**Stored data:**
● ● ●
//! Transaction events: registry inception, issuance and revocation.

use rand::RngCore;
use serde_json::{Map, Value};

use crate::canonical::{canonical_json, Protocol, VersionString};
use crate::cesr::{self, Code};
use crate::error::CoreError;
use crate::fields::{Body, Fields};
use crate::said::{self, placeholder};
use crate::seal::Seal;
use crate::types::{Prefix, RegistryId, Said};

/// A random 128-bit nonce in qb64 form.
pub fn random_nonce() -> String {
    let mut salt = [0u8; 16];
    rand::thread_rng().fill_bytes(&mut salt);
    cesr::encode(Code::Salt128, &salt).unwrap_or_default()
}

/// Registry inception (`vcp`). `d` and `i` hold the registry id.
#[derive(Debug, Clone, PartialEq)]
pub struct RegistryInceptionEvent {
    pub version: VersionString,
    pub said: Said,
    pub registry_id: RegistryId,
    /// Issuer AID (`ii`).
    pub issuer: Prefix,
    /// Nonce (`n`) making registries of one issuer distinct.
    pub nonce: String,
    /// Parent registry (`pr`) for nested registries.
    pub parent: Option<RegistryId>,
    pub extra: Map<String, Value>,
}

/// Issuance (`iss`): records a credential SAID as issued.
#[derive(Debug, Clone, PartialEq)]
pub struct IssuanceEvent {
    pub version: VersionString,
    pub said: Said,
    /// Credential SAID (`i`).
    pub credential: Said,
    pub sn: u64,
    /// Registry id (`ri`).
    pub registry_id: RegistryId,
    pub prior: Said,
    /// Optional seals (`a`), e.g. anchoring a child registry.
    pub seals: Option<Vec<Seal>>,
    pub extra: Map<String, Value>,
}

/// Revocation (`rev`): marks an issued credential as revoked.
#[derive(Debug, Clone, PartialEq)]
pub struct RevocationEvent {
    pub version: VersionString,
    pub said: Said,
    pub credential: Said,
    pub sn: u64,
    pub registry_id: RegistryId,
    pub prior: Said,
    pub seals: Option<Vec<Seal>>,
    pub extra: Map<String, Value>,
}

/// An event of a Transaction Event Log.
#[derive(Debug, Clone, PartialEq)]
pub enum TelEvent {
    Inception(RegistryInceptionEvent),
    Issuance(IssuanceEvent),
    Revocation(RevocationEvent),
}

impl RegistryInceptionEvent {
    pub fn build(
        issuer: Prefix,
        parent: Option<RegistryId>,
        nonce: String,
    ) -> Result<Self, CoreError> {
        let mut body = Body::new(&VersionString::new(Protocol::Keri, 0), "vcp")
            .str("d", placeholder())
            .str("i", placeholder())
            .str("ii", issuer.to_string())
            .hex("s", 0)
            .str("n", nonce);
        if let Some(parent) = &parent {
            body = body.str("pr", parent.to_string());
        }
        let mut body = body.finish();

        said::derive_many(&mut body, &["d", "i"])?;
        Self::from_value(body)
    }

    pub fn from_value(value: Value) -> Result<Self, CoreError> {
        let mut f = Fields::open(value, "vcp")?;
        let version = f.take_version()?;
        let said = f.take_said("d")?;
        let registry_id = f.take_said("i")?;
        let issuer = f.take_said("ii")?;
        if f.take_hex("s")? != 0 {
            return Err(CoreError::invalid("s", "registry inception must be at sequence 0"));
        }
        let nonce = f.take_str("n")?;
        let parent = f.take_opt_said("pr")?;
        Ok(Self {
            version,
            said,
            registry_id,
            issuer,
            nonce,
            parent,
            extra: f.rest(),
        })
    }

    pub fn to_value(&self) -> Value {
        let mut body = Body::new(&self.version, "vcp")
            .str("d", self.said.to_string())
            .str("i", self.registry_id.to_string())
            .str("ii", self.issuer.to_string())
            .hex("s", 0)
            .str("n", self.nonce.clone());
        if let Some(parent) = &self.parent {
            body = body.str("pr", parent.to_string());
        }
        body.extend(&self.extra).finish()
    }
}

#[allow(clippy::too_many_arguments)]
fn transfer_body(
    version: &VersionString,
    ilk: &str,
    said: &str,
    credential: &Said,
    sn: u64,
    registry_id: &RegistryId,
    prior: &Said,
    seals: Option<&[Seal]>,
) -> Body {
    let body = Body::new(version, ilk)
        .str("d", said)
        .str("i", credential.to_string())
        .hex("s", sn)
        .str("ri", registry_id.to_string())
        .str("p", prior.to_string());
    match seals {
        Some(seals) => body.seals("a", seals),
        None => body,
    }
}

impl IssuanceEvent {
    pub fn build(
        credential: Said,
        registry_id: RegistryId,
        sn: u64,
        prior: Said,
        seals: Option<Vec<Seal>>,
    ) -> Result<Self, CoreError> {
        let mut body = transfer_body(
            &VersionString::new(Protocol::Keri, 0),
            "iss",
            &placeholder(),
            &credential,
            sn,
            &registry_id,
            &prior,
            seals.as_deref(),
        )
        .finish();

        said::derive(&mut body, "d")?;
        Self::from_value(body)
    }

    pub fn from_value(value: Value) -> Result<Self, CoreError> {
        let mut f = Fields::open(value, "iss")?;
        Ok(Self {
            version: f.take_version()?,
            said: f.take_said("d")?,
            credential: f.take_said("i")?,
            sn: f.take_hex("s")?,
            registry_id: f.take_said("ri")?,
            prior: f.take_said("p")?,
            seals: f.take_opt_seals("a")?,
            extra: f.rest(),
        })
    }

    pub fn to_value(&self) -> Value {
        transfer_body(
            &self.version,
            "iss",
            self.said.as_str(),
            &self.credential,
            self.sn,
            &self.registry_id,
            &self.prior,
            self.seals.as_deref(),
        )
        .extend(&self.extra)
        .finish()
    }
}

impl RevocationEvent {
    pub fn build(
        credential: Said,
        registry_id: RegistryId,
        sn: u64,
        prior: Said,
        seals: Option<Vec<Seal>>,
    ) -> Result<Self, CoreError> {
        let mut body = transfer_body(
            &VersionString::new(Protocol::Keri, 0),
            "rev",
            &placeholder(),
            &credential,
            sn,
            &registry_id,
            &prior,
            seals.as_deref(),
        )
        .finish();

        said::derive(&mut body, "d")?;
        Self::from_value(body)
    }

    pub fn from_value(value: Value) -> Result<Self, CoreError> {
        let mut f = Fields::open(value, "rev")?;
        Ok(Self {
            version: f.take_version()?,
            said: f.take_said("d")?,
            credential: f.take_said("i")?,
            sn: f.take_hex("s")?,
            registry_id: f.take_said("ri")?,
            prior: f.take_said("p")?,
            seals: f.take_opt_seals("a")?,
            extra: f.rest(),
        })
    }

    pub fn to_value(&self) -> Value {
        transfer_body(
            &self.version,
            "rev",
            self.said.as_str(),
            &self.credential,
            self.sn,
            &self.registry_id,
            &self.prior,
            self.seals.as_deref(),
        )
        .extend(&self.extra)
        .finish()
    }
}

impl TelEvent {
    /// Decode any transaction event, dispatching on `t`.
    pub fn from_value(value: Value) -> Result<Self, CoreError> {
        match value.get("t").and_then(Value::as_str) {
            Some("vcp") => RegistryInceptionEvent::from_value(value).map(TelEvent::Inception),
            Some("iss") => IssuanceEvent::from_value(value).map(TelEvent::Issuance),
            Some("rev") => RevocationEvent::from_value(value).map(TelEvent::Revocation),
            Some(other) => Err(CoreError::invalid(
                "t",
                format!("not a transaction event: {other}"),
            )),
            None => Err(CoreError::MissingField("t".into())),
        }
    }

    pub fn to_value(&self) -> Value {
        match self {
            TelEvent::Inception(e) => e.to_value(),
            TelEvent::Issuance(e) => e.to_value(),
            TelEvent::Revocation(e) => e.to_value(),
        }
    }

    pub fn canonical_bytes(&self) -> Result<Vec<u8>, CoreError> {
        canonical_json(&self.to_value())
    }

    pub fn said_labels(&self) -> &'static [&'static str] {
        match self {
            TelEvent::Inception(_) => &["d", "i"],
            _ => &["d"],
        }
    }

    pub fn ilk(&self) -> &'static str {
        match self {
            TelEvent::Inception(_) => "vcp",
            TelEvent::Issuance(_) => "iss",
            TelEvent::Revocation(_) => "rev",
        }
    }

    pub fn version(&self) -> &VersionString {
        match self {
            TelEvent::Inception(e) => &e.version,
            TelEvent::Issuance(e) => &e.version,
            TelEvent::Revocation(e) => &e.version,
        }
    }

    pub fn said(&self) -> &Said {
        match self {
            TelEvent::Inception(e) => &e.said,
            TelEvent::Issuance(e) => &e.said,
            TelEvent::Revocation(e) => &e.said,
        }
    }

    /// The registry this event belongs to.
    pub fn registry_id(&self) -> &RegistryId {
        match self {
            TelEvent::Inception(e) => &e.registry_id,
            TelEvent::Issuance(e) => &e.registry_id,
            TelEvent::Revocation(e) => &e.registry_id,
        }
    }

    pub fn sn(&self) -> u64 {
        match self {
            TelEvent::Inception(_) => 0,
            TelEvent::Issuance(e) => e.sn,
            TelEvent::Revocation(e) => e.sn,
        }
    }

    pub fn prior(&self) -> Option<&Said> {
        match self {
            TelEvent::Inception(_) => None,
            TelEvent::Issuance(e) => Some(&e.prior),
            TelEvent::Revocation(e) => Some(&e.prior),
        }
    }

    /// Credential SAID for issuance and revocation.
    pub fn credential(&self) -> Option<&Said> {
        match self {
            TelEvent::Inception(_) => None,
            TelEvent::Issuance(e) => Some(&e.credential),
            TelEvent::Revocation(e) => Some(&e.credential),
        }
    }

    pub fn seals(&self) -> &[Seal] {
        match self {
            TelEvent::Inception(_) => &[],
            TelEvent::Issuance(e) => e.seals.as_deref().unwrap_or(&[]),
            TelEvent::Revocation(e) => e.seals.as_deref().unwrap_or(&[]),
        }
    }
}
● ● ●
**Exercise goal:**
Please go through the entries and show every line with the word "invalid".

**Output:**
            return Err(CoreError::invalid("s", "registry inception must be at sequence 0"));
            Some(other) => Err(CoreError::invalid(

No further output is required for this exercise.